(Stored data entries)
○ ○ ○ ○ ○ ○ ○

// SPDX-License-Identifier: MPL-2.0
// This Source Code Form is subject to the terms of the Mozilla Public
// License, v. 2.0. If a copy of the MPL was not distributed with this
// file, You can obtain one at https://mozilla.org/MPL/2.0/.

//! Temperature scales and unit conversion.

use std::fmt;
use std::str::FromStr;

use crate::error::ConfigError;

/// A temperature scale.
///
/// Devices declare their native scale through the unit of their
/// `temperature` capability; the hub has a single locale scale. Readings
/// are converted from the former to the latter.
///
/// # Examples
///
/// ```
/// use z2m_bridge::types::TemperatureScale;
///
/// let f = TemperatureScale::Celsius.convert(21.0, TemperatureScale::Fahrenheit);
/// assert!((f - 69.8).abs() < f64::EPSILON);
///
/// assert_eq!(TemperatureScale::from_unit("°F"), Some(TemperatureScale::Fahrenheit));
/// ```
#[derive(Debug, Clone, Copy, PartialEq, Eq, Hash, Default)]
pub enum TemperatureScale {
    /// Degrees Celsius.
    #[default]
    Celsius,
    /// Degrees Fahrenheit.
    Fahrenheit,
}

impl TemperatureScale {
    /// Parses a unit string as declared in a device's exposes list.
    ///
    /// Accepts `°C`, `C`, `°F` and `F` (case-insensitive). Returns `None` for
    /// anything else.
    #[must_use]
    pub fn from_unit(unit: &str) -> Option<Self> {
        match unit.trim().trim_start_matches('°').to_ascii_uppercase().as_str() {
            "C" => Some(Self::Celsius),
            "F" => Some(Self::Fahrenheit),
            _ => None,
        }
    }

    /// Returns the unit symbol used in attribute events.
    #[must_use]
    pub const fn symbol(&self) -> &'static str {
        match self {
            Self::Celsius => "°C",
            Self::Fahrenheit => "°F",
        }
    }

    /// Converts `value` from this scale into `target`, rounded to one
    /// decimal place (half-up).
    #[must_use]
    pub fn convert(self, value: f64, target: Self) -> f64 {
        let converted = match (self, target) {
            (Self::Celsius, Self::Fahrenheit) => value * 9.0 / 5.0 + 32.0,
            (Self::Fahrenheit, Self::Celsius) => (value - 32.0) * 5.0 / 9.0,
            _ => value,
        };
        round_tenths(converted)
    }
}

/// Rounds to one decimal place, ties towards positive infinity.
#[must_use]
pub fn round_tenths(value: f64) -> f64 {
    (value * 10.0 + 0.5).floor() / 10.0
}

impl fmt::Display for TemperatureScale {
    fn fmt(&self, f: &mut fmt::Formatter<'_>) -> fmt::Result {
        f.write_str(self.symbol())
    }
}

impl FromStr for TemperatureScale {
    type Err = ConfigError;

    fn from_str(s: &str) -> Result<Self, Self::Err> {
        Self::from_unit(s).ok_or_else(|| ConfigError::InvalidSetting {
            key: "temperature_scale".to_string(),
            value: s.to_string(),
        })
    }
}

#[cfg(test)]
mod tests {
    use super::*;

    #[test]
    fn from_unit_variants() {
        assert_eq!(TemperatureScale::from_unit("°C"), Some(TemperatureScale::Celsius));
        assert_eq!(TemperatureScale::from_unit("c"), Some(TemperatureScale::Celsius));
        assert_eq!(TemperatureScale::from_unit("F"), Some(TemperatureScale::Fahrenheit));
        assert_eq!(TemperatureScale::from_unit("K"), None);
        assert_eq!(TemperatureScale::from_unit("%"), None);
    }

    #[test]
    fn convert_celsius_to_fahrenheit() {
        let value = TemperatureScale::Celsius.convert(22.5, TemperatureScale::Fahrenheit);
        assert!((value - 72.5).abs() < 1e-9);
    }

    #[test]
    fn convert_fahrenheit_to_celsius_rounds() {
        // 70°F = 21.111..°C
        let value = TemperatureScale::Fahrenheit.convert(70.0, TemperatureScale::Celsius);
        assert!((value - 21.1).abs() < 1e-9);
    }

    #[test]
    fn same_scale_only_rounds() {
        let value = TemperatureScale::Celsius.convert(19.87, TemperatureScale::Celsius);
        assert!((value - 19.9).abs() < 1e-9);
    }

    #[test]
    fn round_tenths_half_up() {
        assert!((round_tenths(21.25) - 21.3).abs() < 1e-9);
        assert!((round_tenths(21.24) - 21.2).abs() < 1e-9);
        assert!((round_tenths(-0.25) - -0.2).abs() < 1e-9);
    }

    #[test]
    fn parse_setting() {
        assert_eq!("F".parse::<TemperatureScale>(), Ok(TemperatureScale::Fahrenheit));
        assert!("kelvin".parse::<TemperatureScale>().is_err());
    }
}
impl BridgeHandle {
    fn send(&self, command: Command) -> Result<()> {
        self.commands.send(command).map_err(|_| Error::SessionClosed)
    }

    async fn request<T>(&self, command: impl FnOnce(oneshot::Sender<T>) -> Command) -> Result<T> {
        let (reply, response) = oneshot::channel();
        self.send(command(reply))?;
        response.await.map_err(|_| Error::SessionClosed)
    }

    /// Connects, closing any open transport and cancelling a pending retry.
    ///
    /// # Errors
    ///
    /// Returns [`Error::SessionClosed`] if the session has stopped.
    pub fn connect(&self) -> Result<()> {
        self.send(Command::Connect)
    }

    /// Disconnects and stops retrying until the next [`connect`](Self::connect).
    ///
    /// # Errors
    ///
    /// Returns [`Error::SessionClosed`] if the session has stopped.
    pub fn disconnect(&self) -> Result<()> {
        self.send(Command::Disconnect)
    }

    /// Runs a watchdog check now.
    ///
    /// # Errors
    ///
    /// Returns [`Error::SessionClosed`] if the session has stopped.
    pub fn watchdog(&self) -> Result<()> {
        self.send(Command::Watchdog)
    }

    /// Turns verbose logging on for the configured duration, or off.
    ///
    /// # Errors
    ///
    /// Returns [`Error::SessionClosed`] if the session has stopped.
    pub fn set_debug_logging(&self, enabled: bool) -> Result<()> {
        self.send(Command::SetDebugLogging(enabled))
    }

    /// Stops the session task, closing the transport.
    ///
    /// # Errors
    ///
    /// Returns [`Error::SessionClosed`] if the session has already stopped.
    pub fn shutdown(&self) -> Result<()> {
        self.send(Command::Shutdown)
    }

    /// Returns the session's connection state.
    ///
    /// # Errors
    ///
    /// Returns [`Error::SessionClosed`] if the session has stopped.
    pub async fn state(&self) -> Result<ConnectionState> {
        self.request(|reply| Command::State { reply }).await
    }

    /// Returns whether verbose logging is currently on.
    ///
    /// # Errors
    ///
    /// Returns [`Error::SessionClosed`] if the session has stopped.
    pub async fn debug_logging(&self) -> Result<bool> {
        self.request(|reply| Command::DebugLogging { reply }).await
    }

    /// Publishes a raw message.
    ///
    /// # Errors
    ///
    /// Returns error if the session is not connected or the transport
    /// rejects the message.
    pub async fn publish(
        &self,
        topic: impl Into<String>,
        payload: impl Into<String>,
        qos: Qos,
        retained: bool,
    ) -> Result<()> {
        let topic = topic.into();
        let payload = payload.into();
        self.request(|reply| Command::Publish {
            topic,
            payload,
            qos,
            retained,
            reply,
        })
        .await?
    }

    /// Subscribes to an additional topic.
    ///
    /// # Errors
    ///
    /// Returns error if the session is not connected or the transport
    /// rejects the request.
    pub async fn subscribe(&self, topic: impl Into<String>) -> Result<()> {
        let topic = topic.into();
        self.request(|reply| Command::Subscribe { topic, reply })
            .await?
    }

    /// Sends a command object to `<base>/<friendly_name>/set`.
    ///
    /// # Errors
    ///
    /// Returns [`ParseError::MalformedPayload`] if `payload` is not a JSON
    /// object, or any error of [`publish`](Self::publish).
    pub async fn set(&self, friendly_name: &str, payload: &Value) -> Result<()> {
        self.device_request(friendly_name, "set", payload).await
    }

    /// Sends a query object to `<base>/<friendly_name>/get`.
    ///
    /// # Errors
    ///
    /// Returns [`ParseError::MalformedPayload`] if `payload` is not a JSON
    /// object, or any error of [`publish`](Self::publish).
    pub async fn get(&self, friendly_name: &str, payload: &Value) -> Result<()> {
        self.device_request(friendly_name, "get", payload).await
    }

    async fn device_request(&self, friendly_name: &str, suffix: &str, payload: &Value) -> Result<()> {
        if !payload.is_object() {
            return Err(ParseError::MalformedPayload(format!(
                "{suffix} payload must be a JSON object"
            ))
            .into());
        }
        let topic = format!("{}/{friendly_name}/{suffix}", self.base_topic);
        self.publish(topic, payload.to_string(), Qos::AtMostOnce, false)
            .await
    }

    /// Claims a directory device, creating its child device on first claim.
    ///
    /// # Errors
    ///
    /// Returns [`Error::UnresolvedDevice`] if the address is not in the
    /// current directory or is the coordinator.
    pub async fn claim(&self, ieee_address: &str) -> Result<Claim> {
        let ieee_address = ieee_address.to_string();
        self.request(|reply| Command::Claim {
            ieee_address,
            reply,
        })
        .await?
    }

    /// Reclassifies a claimed device and replaces its assignment.
    ///
    /// # Errors
    ///
    /// Returns [`Error::UnresolvedDevice`] if the address is not in the
    /// current directory, or [`Error::NotClaimed`] if it was never claimed.
    pub async fn rematch(&self, ieee_address: &str) -> Result<DriverAssignment> {
        let ieee_address = ieee_address.to_string();
        self.request(|reply| Command::Rematch {
            ieee_address,
            reply,
        })
        .await?
    }

    /// Lists the current directory, coordinator excluded.
    #[must_use]
    pub fn list_devices(&self) -> Vec<DeviceDescriptor> {
        self.registry.list_devices()
    }

    /// Lists the current groups.
    #[must_use]
    pub fn list_groups(&self) -> Vec<GroupDescriptor> {
        self.registry.list_groups()
    }

    /// Returns the shared directory registry.
    #[must_use]
    pub fn registry(&self) -> &Arc<DeviceRegistry> {
        &self.registry
    }

    /// Subscribes to session events.
    #[must_use]
    pub fn events(&self) -> broadcast::Receiver<BridgeEvent> {
        self.events.subscribe()
    }
}
// SPDX-License-Identifier: MPL-2.0
// This Source Code Form is subject to the terms of the Mozilla Public
// License, v. 2.0. If a copy of the MPL was not distributed with this
// file, You can obtain one at https://mozilla.org/MPL/2.0/.

//! Translation of Zigbee2MQTT state payloads into attribute events.
//!
//! Zigbee2MQTT publishes the full state of a device as one JSON object on
//! `<base>/<friendly_name>`. The [`PayloadTranslator`] maps each known field
//! to zero or more [`AttributeEvent`]s. Fields are independent of each other
//! (except `color_mode`, which selects between the white and color paths),
//! and unknown fields are ignored.
//!
//! | field             | event(s)                               |
//! |-------------------|----------------------------------------|
//! | `state`           | `switch`                               |
//! | `brightness`      | `level` (0-255 → %)                    |
//! | `color_temp`      | `colorTemperature` (mired → K), `colorName` when `color_mode` is `ct` |
//! | `color.hue/saturation` | `hue`, `saturation`, `colorName` otherwise |
//! | `battery`         | `battery` (skipped when null or 0)     |
//! | `contact`         | `contact`                              |
//! | `humidity`        | `humidity`                             |
//! | `illuminance_lux` | `illuminance`                          |
//! | `moving`          | `acceleration`                         |
//! | `occupancy`       | `motion`                               |
//! | `temperature`     | `temperature` (converted to hub scale) |
//! | `water_leak`      | `water`                                |
//! | `x_axis`, ...     | `threeAxis`                            |
//! | `action`          | `action`                               |
//!
//! # Examples
//!
//! ```
//! use z2m_bridge::translate::PayloadTranslator;
//! use z2m_bridge::types::TemperatureScale;
//!
//! let translator = PayloadTranslator::new(TemperatureScale::Celsius);
//! let events = translator.translate("Lamp", r#"{"state":"ON","brightness":128}"#, None);
//!
//! assert_eq!(events.len(), 2);
//! assert_eq!(events[0].name(), "switch");
//! assert_eq!(events[1].value(), serde_json::json!(50));
//! ```

mod attribute;

pub use attribute::{Attribute, AttributeEvent};

use std::collections::BTreeMap;

use serde_json::{Map, Value};

use crate::types::{
    ActivityState, ContactState, SwitchState, TemperatureScale, WaterState,
    color_temperature_name, generic_color_name, hue_degrees_to_percent, mireds_to_kelvin,
};

/// Converts device state payloads into attribute events.
#[derive(Debug, Clone, Copy, Default)]
pub struct PayloadTranslator {
    target_scale: TemperatureScale,
}

impl PayloadTranslator {
    /// Creates a translator reporting temperatures in `target_scale`.
    #[must_use]
    pub fn new(target_scale: TemperatureScale) -> Self {
        Self { target_scale }
    }

    /// Returns the hub's temperature scale.
    #[must_use]
    pub fn target_scale(&self) -> TemperatureScale {
        self.target_scale
    }

    /// Translates a raw payload.
    ///
    /// `native_scale` is the scale the device reports temperature in, taken
    /// from its declared `temperature` capability; `None` means Celsius.
    /// Payloads that are not a JSON object produce no events.
    #[must_use]
    pub fn translate(
        &self,
        friendly_name: &str,
        payload: &str,
        native_scale: Option<TemperatureScale>,
    ) -> Vec<AttributeEvent> {
        match serde_json::from_str::<Value>(payload) {
            Ok(Value::Object(fields)) => self.translate_fields(friendly_name, &fields, native_scale),
            Ok(_) => {
                tracing::debug!(device = %friendly_name, "Ignoring non-object state payload");
                Vec::new()
            }
            Err(e) => {
                tracing::debug!(device = %friendly_name, error = %e, "Ignoring non-JSON state payload");
                Vec::new()
            }
        }
    }

    /// Translates an already parsed payload object.
    #[must_use]
    pub fn translate_fields(
        &self,
        friendly_name: &str,
        fields: &Map<String, Value>,
        native_scale: Option<TemperatureScale>,
    ) -> Vec<AttributeEvent> {
        let mut out = Vec::new();
        let mut push = |event: AttributeEvent| out.push(event.describe_for(friendly_name));

        if let Some(state) = fields.get("state") {
            let state = state.as_str().map_or(SwitchState::Off, SwitchState::from_payload);
            push(AttributeEvent::new(Attribute::Switch(state)));
        }

        if let Some(brightness) = number(fields, "brightness") {
            push(AttributeEvent::new(Attribute::Level(brightness_percent(brightness))).with_unit("%"));
        }

        let color_mode = fields.get("color_mode").and_then(Value::as_str);
        if color_mode == Some("ct") {
            if let Some(kelvin) = number(fields, "color_temp").and_then(mireds_to_kelvin) {
                push(AttributeEvent::new(Attribute::ColorTemperature(kelvin)).with_unit("K"));
                push(AttributeEvent::new(Attribute::ColorName(color_temperature_name(kelvin))));
            }
        } else if let Some(Value::Object(color)) = fields.get("color") {
            let hue = color.get("hue").and_then(Value::as_f64);
            let saturation = color.get("saturation").and_then(Value::as_f64);
            if let Some(hue) = hue {
                push(AttributeEvent::new(Attribute::Hue(hue_degrees_to_percent(hue))).with_unit("%"));
            }
            if let Some(saturation) = saturation {
                push(AttributeEvent::new(Attribute::Saturation(percent(saturation))).with_unit("%"));
            }
            if let (Some(hue), Some(saturation)) = (hue, saturation) {
                push(AttributeEvent::new(Attribute::ColorName(generic_color_name(hue, saturation))));
            }
        }

        if let Some(battery) = number(fields, "battery").filter(|b| *b != 0.0) {
            push(AttributeEvent::new(Attribute::Battery(round(battery))).with_unit("%"));
        }

        if let Some(contact) = boolean(fields, "contact") {
            push(AttributeEvent::new(Attribute::Contact(ContactState::from(contact))));
        }

        if let Some(humidity) = number(fields, "humidity") {
            push(AttributeEvent::new(Attribute::Humidity(round(humidity))).with_unit("%"));
        }

        if let Some(lux) = number(fields, "illuminance_lux") {
            push(AttributeEvent::new(Attribute::Illuminance(round(lux))).with_unit("lux"));
        }

        if let Some(moving) = boolean(fields, "moving") {
            push(AttributeEvent::new(Attribute::Acceleration(ActivityState::from(moving))));
        }

        if let Some(occupancy) = boolean(fields, "occupancy") {
            push(AttributeEvent::new(Attribute::Motion(ActivityState::from(occupancy))));
        }

        if let Some(raw) = number(fields, "temperature") {
            let value = native_scale
                .unwrap_or_default()
                .convert(raw, self.target_scale);
            let unit = self.target_scale.symbol();
            push(
                AttributeEvent::new(Attribute::Temperature(value))
                    .with_unit(unit)
                    .with_description(format!("{friendly_name} temperature is {value}{unit}")),
            );
        }

        if let Some(leak) = boolean(fields, "water_leak") {
            push(AttributeEvent::new(Attribute::Water(WaterState::from(leak))));
        }

        let axes: BTreeMap<char, f64> = fields
            .iter()
            .filter_map(|(key, value)| Some((axis_key(key)?, value.as_f64()?)))
            .collect();
        if !axes.is_empty() {
            push(AttributeEvent::new(Attribute::ThreeAxis(axes)));
        }

        // Zigbee2MQTT clears `action` with an empty string after each press.
        if let Some(action) = fields.get("action").and_then(Value::as_str).filter(|a| !a.is_empty()) {
            push(AttributeEvent::new(Attribute::Action(action.to_string())));
        }

        out
    }
}

fn number(fields: &Map<String, Value>, key: &str) -> Option<f64> {
    fields.get(key).and_then(Value::as_f64)
}

fn boolean(fields: &Map<String, Value>, key: &str) -> Option<bool> {
    fields.get(key).and_then(Value::as_bool)
}

/// `x_axis` → `x`. Only single-letter axis names qualify.
fn axis_key(key: &str) -> Option<char> {
    let axis = key.strip_suffix("_axis")?;
    let mut chars = axis.chars();
    match (chars.next(), chars.next()) {
        (Some(c), None) if c.is_ascii_alphabetic() => Some(c.to_ascii_lowercase()),
        _ => None,
    }
}

#[allow(clippy::cast_possible_truncation)]
fn round(value: f64) -> i64 {
    value.round() as i64
}

#[allow(clippy::cast_possible_truncation, clippy::cast_sign_loss)]
fn percent(value: f64) -> u8 {
    value.round().clamp(0.0, 100.0) as u8
}

fn brightness_percent(raw: f64) -> u8 {
    percent(raw / 255.0 * 100.0)
}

○ ○ ○ ○ ○ ○ ○

Task item: Stopping at the line containing "pub fn from_unit(unit: &str)", please repeat exactly every line from the very start of the entries, that line included, and nothing more.

Answer to this task:
// SPDX-License-Identifier: MPL-2.0
// This Source Code Form is subject to the terms of the Mozilla Public
// License, v. 2.0. If a copy of the MPL was not distributed with this
// file, You can obtain one at https://mozilla.org/MPL/2.0/.

//! Temperature scales and unit conversion.

use std::fmt;
use std::str::FromStr;

use crate::error::ConfigError;

/// A temperature scale.
///
/// Devices declare their native scale through the unit of their
/// `temperature` capability; the hub has a single locale scale. Readings
/// are converted from the former to the latter.
///
/// # Examples
///
/// ```
/// use z2m_bridge::types::TemperatureScale;
///
/// let f = TemperatureScale::Celsius.convert(21.0, TemperatureScale::Fahrenheit);
/// assert!((f - 69.8).abs() < f64::EPSILON);
///
/// assert_eq!(TemperatureScale::from_unit("°F"), Some(TemperatureScale::Fahrenheit));
/// ```
#[derive(Debug, Clone, Copy, PartialEq, Eq, Hash, Default)]
pub enum TemperatureScale {
    /// Degrees Celsius.
    #[default]
    Celsius,
    /// Degrees Fahrenheit.
    Fahrenheit,
}

impl TemperatureScale {
    /// Parses a unit string as declared in a device's exposes list.
    ///
    /// Accepts `°C`, `C`, `°F` and `F` (case-insensitive). Returns `None` for
    /// anything else.
    #[must_use]
    pub fn from_unit(unit: &str) -> Option<Self> {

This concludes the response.